Needless to say, things could have been better.
I enjoyed playing video games, though, and I had a subscription to Nintendo Power, which was still a thing back then. I was flipping through one when I stumbled across an ad for a game called Final Fantasy Tactics Advance.
It was just about to be released, and Nintendo Power was giving you the option of pre-ordering it so they would send you the game and the strategy guide in the mail the day it came out.
I don't know why the ad gave me pause. Final Fantasy, although obviously a well known franchise, was not something I had been particularly familiar with at the time outside of some occasional messing around with FFVI and FFVII. But I had greatly enjoyed Super Mario RPG by the same company, and I needed a new Game Boy Advance game to play, so I figured what the heck and sent in for a copy.
The game arrived soon after, with the strategy guide, in a cardboard box. I eagerly unwrapped it and popped the cartridge in the GBA slot.
Aaaaand I was hooked.
This world, most of the classes, and the idea of a tactical RPG were all brand new to me and I ate it all up. I loved playing with the job system. I loved multiclassing all my characters. I loved running around the map and fighting rival clans, because why not? The strategy guide became battered and dog-eared as I consulted it frequently to learn where to find which weapon to learn which move to master which job. I built up what I considered to be an ultimate team, smashed through the storyline, and by the time all was said and done, I had put about 150 hours into it.

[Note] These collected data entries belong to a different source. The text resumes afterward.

//! Expired-Entry Sweep Task
//!
//! Background task that removes expired cache entries on a fixed cadence,
//! independent of reads. This bounds memory growth from write-heavy,
//! read-never keys whose entries would otherwise never hit the lazy
//! expiry path in `get`.

use std::sync::Arc;
use std::time::Duration;

use tokio::sync::RwLock;
use tokio::task::JoinHandle;
use tracing::{debug, info};

use crate::cache::CacheStore;

/// Spawns a task that periodically sweeps expired entries from the store.
///
/// The task sleeps for `interval` between sweeps and acquires a write lock
/// for each pass. The returned handle is owned by the
/// [`SharedCache`](crate::cache::SharedCache) that started it and is
/// aborted by `stop_sweep` or at teardown.
pub fn spawn_sweep_task<T>(
    cache: Arc<RwLock<CacheStore<T>>>,
    interval: Duration,
) -> JoinHandle<()>
where
    T: Clone + Send + Sync + 'static,
{
    tokio::spawn(async move {
        info!(interval_ms = interval.as_millis() as u64, "sweep task started");

        loop {
            tokio::time::sleep(interval).await;

            let removed = {
                let mut guard = cache.write().await;
                guard.sweep_expired()
            };

            if removed > 0 {
                info!(removed, "sweep removed expired entries");
            } else {
                debug!("sweep found no expired entries");
            }
        }
    })
}

#[cfg(test)]
mod tests {
    use super::*;
    use crate::config::CacheOptions;

    #[tokio::test]
    async fn test_sweep_removes_expired_entries() {
        let cache = Arc::new(RwLock::new(CacheStore::new(
            "sweep_test",
            CacheOptions::default(),
        )));

        {
            let mut guard = cache.write().await;
            guard.set("expire_soon", 1u32, Some(Duration::from_millis(30)));
        }

        let handle = spawn_sweep_task(cache.clone(), Duration::from_millis(25));
        tokio::time::sleep(Duration::from_millis(120)).await;

        {
            let guard = cache.read().await;
            assert!(guard.is_empty(), "expired entry should have been swept");
        }

        handle.abort();
    }

    #[tokio::test]
    async fn test_sweep_preserves_valid_entries() {
        let cache = Arc::new(RwLock::new(CacheStore::new(
            "sweep_test",
            CacheOptions::default(),
        )));

        {
            let mut guard = cache.write().await;
            guard.set("long_lived", 1u32, Some(Duration::from_secs(3600)));
        }

        let handle = spawn_sweep_task(cache.clone(), Duration::from_millis(25));
        tokio::time::sleep(Duration::from_millis(80)).await;

        {
            let mut guard = cache.write().await;
            assert_eq!(guard.get("long_lived"), Some(1));
        }

        handle.abort();
    }

    #[tokio::test]
    async fn test_sweep_can_be_aborted() {
        let cache: Arc<RwLock<CacheStore<u32>>> = Arc::new(RwLock::new(CacheStore::new(
            "sweep_test",
            CacheOptions::default(),
        )));

        let handle = spawn_sweep_task(cache, Duration::from_millis(25));
        handle.abort();

        tokio::time::sleep(Duration::from_millis(50)).await;
        assert!(handle.is_finished(), "task should be finished after abort");
    }
}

After this I decided that I needed more, so for the next couple of years I went on a gigantic Final Fantasy binge. Into the Game Boy Advance went Dawn of Souls and the respective ports of IV and VI. Into the old PlayStation went VII (so I could finally give it a proper playthrough), VIII and IX. I bought a PlayStation 2 specifically for FFX. I devoured the series.
When FFXII came out, I was especially excited. This game would return us to Ivalice, the first Final Fantasy world I had truly fallen in love with. I would once again see my favorite incarnation of the Moogles-- as a true race of creature-- as well as all the others I had come to love, such as Nu Mou and Bangaa. I got the special edition for Christmas and eagerly popped it in to my PS2, expecting the video game experience of a lifetime. But the game failed to really spark my imagination, and perhaps because I had pinned such high hopes on it, I soon fizzled out on it. And, with it, went most of my interest in the Final Fantasy series.

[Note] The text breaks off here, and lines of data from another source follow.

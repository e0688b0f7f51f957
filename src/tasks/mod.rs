//! Background Tasks Module
//!
//! Houses the periodic expired-entry sweep.

mod sweep;

pub use sweep::spawn_sweep_task;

After that I moved on to other games and when I looked back at Final Fantasy I thought of it as a fad in my life that I had once binged on but had since moved on from. I had fond memories of many of the games, and occasionally I would replay them for nostalgia, but on a personal level Final Fantasy no longer resonated with me.

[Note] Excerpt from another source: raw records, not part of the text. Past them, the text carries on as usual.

//! Cache Entry Module
//!
//! Defines the structure of individual cache entries: the payload plus the
//! timestamps and access bookkeeping used for TTL expiry and LRU eviction.

use std::time::{SystemTime, UNIX_EPOCH};

use serde::{Deserialize, Serialize};

// == Cache Entry ==
/// A single cached value with its expiry and access metadata.
///
/// Invariant: `expires_at >= created_at`.
#[derive(Debug, Clone, Serialize, Deserialize)]
pub struct CacheEntry<T> {
    /// The stored payload
    pub data: T,
    /// Creation timestamp (Unix milliseconds)
    pub created_at: u64,
    /// Absolute expiry timestamp (Unix milliseconds)
    pub expires_at: u64,
    /// Configuration epoch tag of the owning store at creation time
    pub version: String,
    /// Number of successful reads of this entry
    pub access_count: u64,
    /// Timestamp of the most recent read; eviction ordering key
    pub last_accessed: u64,
}

impl<T> CacheEntry<T> {
    // == Constructor ==
    /// Creates a new entry expiring `ttl_ms` milliseconds from now.
    pub fn new(data: T, ttl_ms: u64, version: &str) -> Self {
        let now = current_timestamp_ms();
        Self {
            data,
            created_at: now,
            expires_at: now + ttl_ms,
            version: version.to_string(),
            access_count: 0,
            last_accessed: now,
        }
    }

    // == Is Expired ==
    /// Returns true once the current time passes `expires_at`.
    ///
    /// Boundary condition: an entry is still valid at exactly `expires_at`
    /// (`now <= expires_at` is a hit), matching the read-path contract.
    pub fn is_expired(&self) -> bool {
        current_timestamp_ms() > self.expires_at
    }

    // == Touch ==
    /// Records a successful read: bumps the access count and refreshes the
    /// last-accessed timestamp used for eviction ordering.
    pub fn touch(&mut self) {
        self.access_count += 1;
        self.last_accessed = current_timestamp_ms();
    }

    // == Refresh ==
    /// Extends the expiry to `ttl_ms` milliseconds from now without
    /// changing the payload.
    pub fn refresh(&mut self, ttl_ms: u64) {
        self.expires_at = current_timestamp_ms() + ttl_ms;
    }

    // == Time To Live ==
    /// Remaining lifetime in milliseconds; zero once expired.
    pub fn ttl_remaining_ms(&self) -> u64 {
        let now = current_timestamp_ms();
        self.expires_at.saturating_sub(now)
    }
}

// == Utility Functions ==
/// Returns the current Unix timestamp in milliseconds.
pub fn current_timestamp_ms() -> u64 {
    SystemTime::now()
        .duration_since(UNIX_EPOCH)
        .expect("Time went backwards")
        .as_millis() as u64
}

This last summer I was browsing GameStop and happened across a copy of FFTA 2. It was $19.99. I pondered this. When FFTA 2 had first been released I was sort of past my Final Fantasy phase and I had never gotten it.
I thought about it. I almost didn't get it.
But then I made an impulse decision and bought it.
All it took was a few minutes to fall in love with Ivalice again.
For weeks I played nonstop, carefully unlocking all the job classes (there were even MORE this time around!) discovering secrets (I didn't have a strategy guide!), laughing at the absurd humor, and eating up every last bit of that familiar soundtrack. It wasn't long at all before I looked at my playtime and realized I had put more time into FFTA 2 than I had into the first FFTA.
Ivalice and the Final Fantasy series, it would appear, is still a magical place. Even to a grizzled old vet like me. Perhaps there are still lands yet to explore.